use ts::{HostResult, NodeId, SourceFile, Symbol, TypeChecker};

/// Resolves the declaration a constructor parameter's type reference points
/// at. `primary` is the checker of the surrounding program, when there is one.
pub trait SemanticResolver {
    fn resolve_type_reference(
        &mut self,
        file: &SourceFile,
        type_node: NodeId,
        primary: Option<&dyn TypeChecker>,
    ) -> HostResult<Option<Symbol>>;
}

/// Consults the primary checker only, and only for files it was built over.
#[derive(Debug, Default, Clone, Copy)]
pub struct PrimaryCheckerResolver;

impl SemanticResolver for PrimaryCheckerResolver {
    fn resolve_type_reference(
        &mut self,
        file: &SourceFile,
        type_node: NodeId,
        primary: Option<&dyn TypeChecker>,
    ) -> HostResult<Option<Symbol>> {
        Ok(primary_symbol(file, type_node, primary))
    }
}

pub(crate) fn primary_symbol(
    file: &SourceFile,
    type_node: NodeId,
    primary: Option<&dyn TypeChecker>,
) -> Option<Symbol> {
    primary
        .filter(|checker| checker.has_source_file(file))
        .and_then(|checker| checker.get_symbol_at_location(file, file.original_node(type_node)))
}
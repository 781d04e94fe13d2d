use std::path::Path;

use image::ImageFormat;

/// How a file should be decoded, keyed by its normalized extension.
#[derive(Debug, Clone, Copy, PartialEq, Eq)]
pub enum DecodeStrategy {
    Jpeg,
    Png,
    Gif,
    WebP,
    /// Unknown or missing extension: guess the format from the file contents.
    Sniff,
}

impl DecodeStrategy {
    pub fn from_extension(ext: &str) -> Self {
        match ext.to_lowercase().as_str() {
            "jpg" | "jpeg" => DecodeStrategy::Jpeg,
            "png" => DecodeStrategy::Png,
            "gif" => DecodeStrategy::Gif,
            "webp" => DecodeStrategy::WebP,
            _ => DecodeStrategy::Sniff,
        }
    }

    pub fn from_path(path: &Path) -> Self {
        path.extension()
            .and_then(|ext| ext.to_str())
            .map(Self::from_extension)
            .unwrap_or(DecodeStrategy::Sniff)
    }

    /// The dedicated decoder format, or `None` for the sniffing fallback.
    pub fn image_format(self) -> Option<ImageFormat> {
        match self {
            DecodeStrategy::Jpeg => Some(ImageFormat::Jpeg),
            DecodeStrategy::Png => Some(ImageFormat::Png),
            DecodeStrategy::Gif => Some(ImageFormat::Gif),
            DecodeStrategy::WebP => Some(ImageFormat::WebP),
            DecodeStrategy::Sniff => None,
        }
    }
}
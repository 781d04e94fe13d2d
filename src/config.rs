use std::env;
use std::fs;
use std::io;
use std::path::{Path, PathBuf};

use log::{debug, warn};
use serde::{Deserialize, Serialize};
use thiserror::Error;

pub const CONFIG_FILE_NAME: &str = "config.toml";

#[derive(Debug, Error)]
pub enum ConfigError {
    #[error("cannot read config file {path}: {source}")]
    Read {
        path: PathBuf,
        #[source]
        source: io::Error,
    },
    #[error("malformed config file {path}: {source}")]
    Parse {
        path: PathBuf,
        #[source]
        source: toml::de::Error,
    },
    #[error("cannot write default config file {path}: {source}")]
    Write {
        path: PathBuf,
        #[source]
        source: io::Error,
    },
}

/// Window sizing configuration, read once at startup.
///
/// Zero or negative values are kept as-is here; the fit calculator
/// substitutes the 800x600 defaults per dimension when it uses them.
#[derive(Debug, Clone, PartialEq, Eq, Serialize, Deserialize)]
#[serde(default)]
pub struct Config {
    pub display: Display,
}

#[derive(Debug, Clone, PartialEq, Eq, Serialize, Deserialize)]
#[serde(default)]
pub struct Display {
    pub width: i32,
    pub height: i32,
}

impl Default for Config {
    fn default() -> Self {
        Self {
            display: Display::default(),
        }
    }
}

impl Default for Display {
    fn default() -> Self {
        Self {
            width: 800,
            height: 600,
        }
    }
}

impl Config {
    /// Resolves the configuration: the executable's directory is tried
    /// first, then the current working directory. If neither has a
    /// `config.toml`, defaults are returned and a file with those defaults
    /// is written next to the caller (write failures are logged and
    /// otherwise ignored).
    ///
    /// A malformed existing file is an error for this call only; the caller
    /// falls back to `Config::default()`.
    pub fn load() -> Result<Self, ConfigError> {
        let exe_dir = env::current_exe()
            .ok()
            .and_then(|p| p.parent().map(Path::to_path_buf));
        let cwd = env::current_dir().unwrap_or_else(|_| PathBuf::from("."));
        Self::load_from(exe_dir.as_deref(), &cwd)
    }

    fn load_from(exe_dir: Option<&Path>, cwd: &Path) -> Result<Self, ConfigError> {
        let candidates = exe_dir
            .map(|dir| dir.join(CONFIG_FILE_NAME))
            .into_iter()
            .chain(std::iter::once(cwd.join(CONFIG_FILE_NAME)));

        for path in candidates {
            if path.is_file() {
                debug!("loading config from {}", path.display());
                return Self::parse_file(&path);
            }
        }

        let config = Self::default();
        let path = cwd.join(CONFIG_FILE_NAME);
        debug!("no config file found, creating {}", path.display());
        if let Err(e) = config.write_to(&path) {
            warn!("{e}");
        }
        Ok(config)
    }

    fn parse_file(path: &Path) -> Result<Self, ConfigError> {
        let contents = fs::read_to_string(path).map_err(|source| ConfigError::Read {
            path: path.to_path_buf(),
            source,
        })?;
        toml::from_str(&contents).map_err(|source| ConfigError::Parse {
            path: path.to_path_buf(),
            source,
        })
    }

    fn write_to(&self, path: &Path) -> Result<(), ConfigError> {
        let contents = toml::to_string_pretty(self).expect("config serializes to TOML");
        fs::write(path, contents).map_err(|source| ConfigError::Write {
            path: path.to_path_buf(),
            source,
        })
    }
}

==

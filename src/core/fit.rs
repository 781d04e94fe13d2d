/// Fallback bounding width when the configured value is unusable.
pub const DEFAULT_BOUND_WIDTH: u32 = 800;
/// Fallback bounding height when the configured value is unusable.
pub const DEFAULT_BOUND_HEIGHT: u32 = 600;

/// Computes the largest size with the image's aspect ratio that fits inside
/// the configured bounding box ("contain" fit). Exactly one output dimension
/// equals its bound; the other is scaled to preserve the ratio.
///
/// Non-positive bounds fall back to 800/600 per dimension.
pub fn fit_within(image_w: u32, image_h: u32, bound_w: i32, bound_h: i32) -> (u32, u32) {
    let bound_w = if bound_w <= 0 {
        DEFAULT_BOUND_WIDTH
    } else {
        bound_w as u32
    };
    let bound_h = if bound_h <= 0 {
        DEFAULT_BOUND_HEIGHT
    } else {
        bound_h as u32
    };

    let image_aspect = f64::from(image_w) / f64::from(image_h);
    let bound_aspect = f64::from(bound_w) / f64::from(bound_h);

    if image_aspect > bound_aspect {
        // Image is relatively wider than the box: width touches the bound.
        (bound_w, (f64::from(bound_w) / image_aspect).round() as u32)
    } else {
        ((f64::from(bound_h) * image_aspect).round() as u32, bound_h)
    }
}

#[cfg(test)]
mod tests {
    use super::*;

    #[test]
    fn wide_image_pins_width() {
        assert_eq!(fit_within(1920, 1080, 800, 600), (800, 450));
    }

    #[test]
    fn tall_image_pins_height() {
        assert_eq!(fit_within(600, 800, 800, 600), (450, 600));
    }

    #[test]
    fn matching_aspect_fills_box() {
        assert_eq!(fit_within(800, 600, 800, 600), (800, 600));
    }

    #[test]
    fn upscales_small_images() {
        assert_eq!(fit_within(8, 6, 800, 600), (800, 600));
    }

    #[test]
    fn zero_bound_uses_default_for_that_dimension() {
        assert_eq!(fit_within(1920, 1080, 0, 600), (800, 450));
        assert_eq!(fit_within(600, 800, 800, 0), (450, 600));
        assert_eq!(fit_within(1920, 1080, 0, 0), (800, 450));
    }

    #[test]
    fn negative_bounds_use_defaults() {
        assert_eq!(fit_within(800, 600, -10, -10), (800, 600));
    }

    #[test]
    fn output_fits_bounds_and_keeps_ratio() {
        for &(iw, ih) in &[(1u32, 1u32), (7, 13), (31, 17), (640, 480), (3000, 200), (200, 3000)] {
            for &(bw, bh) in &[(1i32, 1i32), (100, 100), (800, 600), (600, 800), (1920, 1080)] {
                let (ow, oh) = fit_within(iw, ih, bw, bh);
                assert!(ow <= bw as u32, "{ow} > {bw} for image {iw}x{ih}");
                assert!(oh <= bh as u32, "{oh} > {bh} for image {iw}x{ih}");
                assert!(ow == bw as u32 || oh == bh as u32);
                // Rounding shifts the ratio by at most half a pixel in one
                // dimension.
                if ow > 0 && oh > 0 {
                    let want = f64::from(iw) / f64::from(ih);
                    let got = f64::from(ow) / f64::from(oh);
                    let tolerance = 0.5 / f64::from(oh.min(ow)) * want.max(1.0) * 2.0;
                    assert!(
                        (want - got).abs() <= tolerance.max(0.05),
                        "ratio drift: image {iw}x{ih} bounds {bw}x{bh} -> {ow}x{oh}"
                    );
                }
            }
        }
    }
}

...

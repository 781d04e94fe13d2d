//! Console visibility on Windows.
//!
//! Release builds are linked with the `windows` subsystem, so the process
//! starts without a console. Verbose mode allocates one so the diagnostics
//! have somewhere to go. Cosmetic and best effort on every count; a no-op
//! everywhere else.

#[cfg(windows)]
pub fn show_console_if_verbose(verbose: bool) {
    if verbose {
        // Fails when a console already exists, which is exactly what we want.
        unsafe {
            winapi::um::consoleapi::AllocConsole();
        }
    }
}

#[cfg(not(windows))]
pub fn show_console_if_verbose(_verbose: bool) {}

■ What you have to do ■
For the material above, reproduce exactly the lines from the line with "only; the caller" to the line with "fn write_to(&self, path: &Path)", inclusive, and exclude all others.

■ Answer ■
    /// A malformed existing file is an error for this call only; the caller
    /// falls back to `Config::default()`.
    pub fn load() -> Result<Self, ConfigError> {
        let exe_dir = env::current_exe()
            .ok()
            .and_then(|p| p.parent().map(Path::to_path_buf));
        let cwd = env::current_dir().unwrap_or_else(|_| PathBuf::from("."));
        Self::load_from(exe_dir.as_deref(), &cwd)
    }

    fn load_from(exe_dir: Option<&Path>, cwd: &Path) -> Result<Self, ConfigError> {
        let candidates = exe_dir
            .map(|dir| dir.join(CONFIG_FILE_NAME))
            .into_iter()
            .chain(std::iter::once(cwd.join(CONFIG_FILE_NAME)));

        for path in candidates {
            if path.is_file() {
                debug!("loading config from {}", path.display());
                return Self::parse_file(&path);
            }
        }

        let config = Self::default();
        let path = cwd.join(CONFIG_FILE_NAME);
        debug!("no config file found, creating {}", path.display());
        if let Err(e) = config.write_to(&path) {
            warn!("{e}");
        }
        Ok(config)
    }

    fn parse_file(path: &Path) -> Result<Self, ConfigError> {
        let contents = fs::read_to_string(path).map_err(|source| ConfigError::Read {
            path: path.to_path_buf(),
            source,
        })?;
        toml::from_str(&contents).map_err(|source| ConfigError::Parse {
            path: path.to_path_buf(),
            source,
        })
    }

    fn write_to(&self, path: &Path) -> Result<(), ConfigError> {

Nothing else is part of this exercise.